**TASK REQUIREMENTS:** Each entry is to be restated word for word, with nothing omitted.

##########

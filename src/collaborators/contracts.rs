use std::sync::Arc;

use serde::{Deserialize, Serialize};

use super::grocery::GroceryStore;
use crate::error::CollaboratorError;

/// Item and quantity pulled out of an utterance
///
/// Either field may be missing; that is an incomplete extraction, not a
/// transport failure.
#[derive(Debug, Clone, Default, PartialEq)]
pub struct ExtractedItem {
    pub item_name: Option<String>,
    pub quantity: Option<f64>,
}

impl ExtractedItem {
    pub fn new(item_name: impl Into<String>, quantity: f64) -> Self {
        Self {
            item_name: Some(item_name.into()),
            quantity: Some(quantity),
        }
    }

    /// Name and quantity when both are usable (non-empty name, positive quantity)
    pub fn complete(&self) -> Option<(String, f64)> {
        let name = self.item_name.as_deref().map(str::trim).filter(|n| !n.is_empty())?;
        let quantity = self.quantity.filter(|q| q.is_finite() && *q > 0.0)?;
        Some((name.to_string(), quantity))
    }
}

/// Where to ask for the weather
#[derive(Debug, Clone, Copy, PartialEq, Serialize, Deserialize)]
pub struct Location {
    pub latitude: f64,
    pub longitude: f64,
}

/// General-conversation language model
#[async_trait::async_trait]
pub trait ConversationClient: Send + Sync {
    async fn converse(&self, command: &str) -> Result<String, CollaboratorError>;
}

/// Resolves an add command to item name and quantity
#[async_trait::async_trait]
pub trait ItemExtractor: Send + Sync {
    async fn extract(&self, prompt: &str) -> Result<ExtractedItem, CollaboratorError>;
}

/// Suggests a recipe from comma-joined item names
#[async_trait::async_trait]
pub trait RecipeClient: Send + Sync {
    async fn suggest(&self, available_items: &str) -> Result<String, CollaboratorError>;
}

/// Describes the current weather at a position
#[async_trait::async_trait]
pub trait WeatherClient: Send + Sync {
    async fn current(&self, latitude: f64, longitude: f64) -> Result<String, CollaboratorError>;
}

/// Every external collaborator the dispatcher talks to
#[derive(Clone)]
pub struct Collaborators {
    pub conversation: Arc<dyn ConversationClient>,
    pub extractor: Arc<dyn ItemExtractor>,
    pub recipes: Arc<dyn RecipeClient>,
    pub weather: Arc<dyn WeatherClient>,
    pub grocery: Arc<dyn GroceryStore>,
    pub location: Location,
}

##########

**TASK ANSWER:**
filename src/collaborators/contracts.rs
use std::sync::Arc;

use serde::{Deserialize, Serialize};

use super::grocery::GroceryStore;
use crate::error::CollaboratorError;

/// Item and quantity pulled out of an utterance
///
/// Either field may be missing; that is an incomplete extraction, not a
/// transport failure.
#[derive(Debug, Clone, Default, PartialEq)]
pub struct ExtractedItem {
    pub item_name: Option<String>,
    pub quantity: Option<f64>,
}

impl ExtractedItem {
    pub fn new(item_name: impl Into<String>, quantity: f64) -> Self {
        Self {
            item_name: Some(item_name.into()),
            quantity: Some(quantity),
        }
    }

    /// Name and quantity when both are usable (non-empty name, positive quantity)
    pub fn complete(&self) -> Option<(String, f64)> {
        let name = self.item_name.as_deref().map(str::trim).filter(|n| !n.is_empty())?;
        let quantity = self.quantity.filter(|q| q.is_finite() && *q > 0.0)?;
        Some((name.to_string(), quantity))
    }
}

/// Where to ask for the weather
#[derive(Debug, Clone, Copy, PartialEq, Serialize, Deserialize)]
pub struct Location {
    pub latitude: f64,
    pub longitude: f64,
}

/// General-conversation language model
#[async_trait::async_trait]
pub trait ConversationClient: Send + Sync {
    async fn converse(&self, command: &str) -> Result<String, CollaboratorError>;
}

/// Resolves an add command to item name and quantity
#[async_trait::async_trait]
pub trait ItemExtractor: Send + Sync {
    async fn extract(&self, prompt: &str) -> Result<ExtractedItem, CollaboratorError>;
}

/// Suggests a recipe from comma-joined item names
#[async_trait::async_trait]
pub trait RecipeClient: Send + Sync {
    async fn suggest(&self, available_items: &str) -> Result<String, CollaboratorError>;
}

/// Describes the current weather at a position
#[async_trait::async_trait]
pub trait WeatherClient: Send + Sync {
    async fn current(&self, latitude: f64, longitude: f64) -> Result<String, CollaboratorError>;
}

/// Every external collaborator the dispatcher talks to
#[derive(Clone)]
pub struct Collaborators {
    pub conversation: Arc<dyn ConversationClient>,
    pub extractor: Arc<dyn ItemExtractor>,
    pub recipes: Arc<dyn RecipeClient>,
    pub weather: Arc<dyn WeatherClient>,
    pub grocery: Arc<dyn GroceryStore>,
    pub location: Location,
}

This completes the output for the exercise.